** Opening Recorded data block **

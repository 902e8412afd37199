//! Edit-distance similarity between the monitored domain and a candidate.

use strsim::damerau_levenshtein;

/// Damerau-Levenshtein distance over the full domain strings, suffix included.
pub fn score(original: &str, candidate: &str) -> usize {
    damerau_levenshtein(original, candidate)
}

/// Distance expressed against the average length, clamped to 0..=100 and
/// rounded to two decimals.
pub fn similarity_percent(original: &str, candidate: &str) -> f64 {
    let distance = score(original, candidate) as f64;
    let avg_len = (original.chars().count() + candidate.chars().count()) as f64 / 2.0;
    if avg_len == 0.0 {
        return 100.0;
    }

    let raw = (avg_len - distance) / avg_len * 100.0;
    (raw.clamp(0.0, 100.0) * 100.0).round() / 100.0
}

** Closing Recorded data block **

:: Task description ::
The answer must contain every line of the material, unchanged.

:: Result of the task ::
repository 902e8412afd37199
//! Edit-distance similarity between the monitored domain and a candidate.

use strsim::damerau_levenshtein;

/// Damerau-Levenshtein distance over the full domain strings, suffix included.
pub fn score(original: &str, candidate: &str) -> usize {
    damerau_levenshtein(original, candidate)
}

/// Distance expressed against the average length, clamped to 0..=100 and
/// rounded to two decimals.
pub fn similarity_percent(original: &str, candidate: &str) -> f64 {
    let distance = score(original, candidate) as f64;
    let avg_len = (original.chars().count() + candidate.chars().count()) as f64 / 2.0;
    if avg_len == 0.0 {
        return 100.0;
    }

    let raw = (avg_len - distance) / avg_len * 100.0;
    (raw.clamp(0.0, 100.0) * 100.0).round() / 100.0
}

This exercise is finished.